These shots of our little windmill at the top of the stairs going down to the beach came out looking a little AI-generated after testing out optional settings available with “live” images.

I had tried out the “portrait” mode while the blades were spinning. If you observe closely, the wire ring disappears between some of the blades.

Here it is again, after moving the focus more to the fin on the rear:

Now the blades look really funky.

Finally, I achieved the longer exposure that revealed the blades were really spinning in the warm summer breeze.

If I ever bothered to use a real camera, I might surprise myself with some more professional-looking results. For now, the convenience of messing around with the phone usually available in a pocket serves me well enough.

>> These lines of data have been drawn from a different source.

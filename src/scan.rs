//! Source directory scanning.
//!
//! Stage 1 of the catalog build. Walks the photos root recursively and keeps
//! every file whose extension is known to [`formats`](crate::formats). The
//! first directory level below the root is the photo's category:
//!
//! ```text
//! public/photos/                   # Source root
//! ├── landscape/
//! │   ├── dawn.jpg                 # category "landscape"
//! │   └── iceland/
//! │       └── falls.nef            # category "landscape" (depth doesn't matter)
//! ├── street/
//! │   └── market.heic              # category "street"
//! ├── notes.txt                    # unknown extension, ignored
//! └── loose.png                    # category = fallback ("uncategorized")
//! ```
//!
//! Traversal is sorted by file name so two scans of an unchanged tree return
//! the same list in the same order. Hidden entries (dot-prefixed) are skipped.
//! Symlinked files are kept and read through the link; symlinked directories
//! are not descended into.
//!
//! A missing root is the one fatal condition of the whole run; an empty root
//! is not an error and yields an empty list.

use crate::formats::{self, FormatTier};
use std::path::{Component, Path, PathBuf};
use thiserror::Error;
use tracing::warn;
use walkdir::{DirEntry, WalkDir};

#[derive(Error, Debug)]
pub enum ScanError {
    #[error("Source directory not found: {0}")]
    SourceMissing(PathBuf),
    #[error("IO error: {0}")]
    Io(#[from] std::io::Error),
}

/// A photo file discovered under the source root.
#[derive(Debug, Clone, PartialEq)]
pub struct SourceFile {
    /// Full path on disk.
    pub path: PathBuf,
    /// Path relative to the source root with `/` separators.
    pub relative: String,
    /// Final path component.
    pub file_name: String,
    /// Lowercased extension without the dot.
    pub extension: String,
    /// First directory below the root, or the fallback category.
    pub category: String,
    pub tier: FormatTier,
}

impl SourceFile {
    /// Relative path without its extension, `/`-separated.
    pub fn relative_stem(&self) -> &str {
        match self.relative.rfind('.') {
            Some(dot) if !self.relative[dot..].contains('/') => &self.relative[..dot],
            _ => &self.relative,
        }
    }
}

/// Scan `root` for known image files.
pub fn scan(root: &Path, fallback_category: &str) -> Result<Vec<SourceFile>, ScanError> {
    if !root.is_dir() {
        return Err(ScanError::SourceMissing(root.to_path_buf()));
    }

    let mut files = Vec::new();
    let walker = WalkDir::new(root)
        .sort_by_file_name()
        .into_iter()
        .filter_entry(|e| e.depth() == 0 || !is_hidden(e));

    for entry in walker {
        let entry = match entry {
            Ok(entry) => entry,
            Err(err) => {
                warn!(error = %err, "skipping unreadable entry");
                continue;
            }
        };
        let path = entry.path();
        let Some(tier) = formats::classify_path(path) else {
            continue;
        };
        // `is_file` follows links: a symlinked photo counts, a dangling one doesn't.
        if !path.is_file() {
            if entry.path_is_symlink() {
                warn!(path = %path.display(), "skipping symlink that doesn't resolve to a file");
            }
            continue;
        }
        let Ok(relative_path) = path.strip_prefix(root) else {
            continue;
        };
        files.push(build_source_file(
            path,
            relative_path,
            tier,
            fallback_category,
        ));
    }

    Ok(files)
}

fn is_hidden(entry: &DirEntry) -> bool {
    entry.file_name().to_string_lossy().starts_with('.')
}

fn build_source_file(
    path: &Path,
    relative_path: &Path,
    tier: FormatTier,
    fallback_category: &str,
) -> SourceFile {
    let segments: Vec<String> = relative_path
        .components()
        .filter_map(|c| match c {
            Component::Normal(s) => Some(s.to_string_lossy().into_owned()),
            _ => None,
        })
        .collect();

    let category = derive_category(&segments, fallback_category);
    let file_name = segments.last().cloned().unwrap_or_default();
    let extension = path
        .extension()
        .map(|e| e.to_string_lossy().to_lowercase())
        .unwrap_or_default();

    SourceFile {
        path: path.to_path_buf(),
        relative: segments.join("/"),
        file_name,
        extension,
        category,
        tier,
    }
}

/// The segment directly below the root, or the fallback when the file sits
/// at the root itself.
pub fn derive_category(segments: &[String], fallback: &str) -> String {
    if segments.len() > 1 {
        segments[0].clone()
    } else {
        fallback.to_string()
    }
}
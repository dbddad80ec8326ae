//! CLI output formatting.
//!
//! # Information-First Display
//!
//! Each photo leads with its positional index and file name; the relative
//! source path and per-derivative status follow as indented context lines.
//! The same two-level shape is used by `check` and `build`, so the two
//! commands read as the same inventory.
//!
//! # Output Format
//!
//! ## Check
//!
//! ```text
//! Photos (3)
//! 001 dawn.jpg
//!     Source: landscape/dawn.jpg
//!     Tier: web-safe → direct
//! 002 market.heic
//!     Source: street/market.heic
//!     Tier: native (heif) → heif-convert
//!
//! Platform: generic
//! ```
//!
//! ## Build
//!
//! ```text
//! 001 ✓ dawn.jpg (Canon EOS R5)
//!     Source: landscape/dawn.jpg
//!     thumbnail: encoded
//!     optimized: original
//! 002 ✗ market.heic: heif-convert not found
//!
//! Cataloged 1 photo, 1 failed
//!     street/market.heic: heif-convert not found
//! Catalog: src/data/photos.json
//! Cache: 1 encoded
//! ```
//!
//! # Architecture
//!
//! Each view has a `format_*` function (returns `Vec<String>`) for testability
//! and a `print_*` wrapper that writes to stdout. Format functions are pure:
//! no I/O, no side effects.

use crate::process::{DerivativeStatus, ProcessEvent, RunReport};
use crate::scan::SourceFile;
use crate::strategy::{self, Platform};

// ============================================================================
// Shared helpers
// ============================================================================

/// Format a 1-based positional index as 3-digit zero-padded.
fn format_index(pos: usize) -> String {
    format!("{:0>3}", pos)
}

fn plural(n: usize, word: &str) -> String {
    if n == 1 {
        format!("{n} {word}")
    } else {
        format!("{n} {word}s")
    }
}

fn status_label(status: DerivativeStatus) -> &'static str {
    match status {
        DerivativeStatus::Encoded => "encoded",
        DerivativeStatus::Cached => "cached",
        DerivativeStatus::Original => "original",
    }
}

// ============================================================================
// Check output
// ============================================================================

/// Format the discovered photos with their tier and the strategy the
/// current platform would use.
pub fn format_check_output(files: &[SourceFile], platform: Platform) -> Vec<String> {
    let mut lines = vec![format!("Photos ({})", files.len())];
    for (i, file) in files.iter().enumerate() {
        let strategy = strategy::select_strategy(file.tier, platform);
        lines.push(format!("{} {}", format_index(i + 1), file.file_name));
        lines.push(format!("    Source: {}", file.relative));
        lines.push(format!("    Tier: {} → {}", file.tier, strategy));
    }
    lines.push(String::new());
    lines.push(format!("Platform: {}", platform));
    lines
}

pub fn print_check_output(files: &[SourceFile], platform: Platform) {
    for line in format_check_output(files, platform) {
        println!("{}", line);
    }
}

// ============================================================================
// Build output
// ============================================================================

/// Format a single progress event as display lines.
pub fn format_process_event(event: &ProcessEvent) -> Vec<String> {
    match event {
        ProcessEvent::Processed {
            index,
            file_name,
            relative_path,
            camera,
            derivatives,
            ..
        } => {
            let detail = camera.as_deref().unwrap_or("no EXIF");
            let mut lines = vec![
                format!("{} ✓ {} ({})", format_index(*index), file_name, detail),
                format!("    Source: {}", relative_path),
            ];
            for d in derivatives {
                lines.push(format!("    {}: {}", d.kind, status_label(d.status)));
            }
            lines
        }
        ProcessEvent::Failed {
            index,
            file_name,
            reason,
            ..
        } => vec![format!("{} ✗ {}: {}", format_index(*index), file_name, reason)],
    }
}

/// Format the end-of-run summary.
pub fn format_summary(report: &RunReport) -> Vec<String> {
    let mut lines = Vec::new();
    let cataloged = plural(report.records.len(), "photo");
    if report.failures.is_empty() {
        lines.push(format!("Cataloged {}", cataloged));
    } else {
        lines.push(format!(
            "Cataloged {}, {} failed",
            cataloged,
            report.failures.len()
        ));
        for failure in &report.failures {
            lines.push(format!("    {}: {}", failure.relative_path, failure.reason));
        }
    }
    lines.push(format!("Catalog: {}", report.catalog_path.display()));
    lines.push(format!("Cache: {}", report.cache));
    lines
}

pub fn print_summary(report: &RunReport) {
    for line in format_summary(report) {
        println!("{}", line);
    }
}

Here are some other shots, ala my filled-frame styling, that I captured during yesterday’s brief shooting spree:

 

It took us until late afternoon yesterday to learn there had been tornadoes from strong overnight thunderstorms close to our old Eden Prairie stomping grounds southwest of the Twin Cities in the middle of the night Saturday night. All of the friends we checked on had experienced the drama, but luckily didn’t suffer any serious damage. The report from our Wintervale sitters was of just drama-free rain. I say, “Phew!” to that!

I was awoken in the wee hours up at the lake place by bright flashes of lightning that I observed through one briefly opened eye, and at least one seriously loud thunder boom that startled me before quickly returning to the deep sleep from which I had been wrenched. Things just looked a little damp by daylight, but our surroundings were no worse for wear.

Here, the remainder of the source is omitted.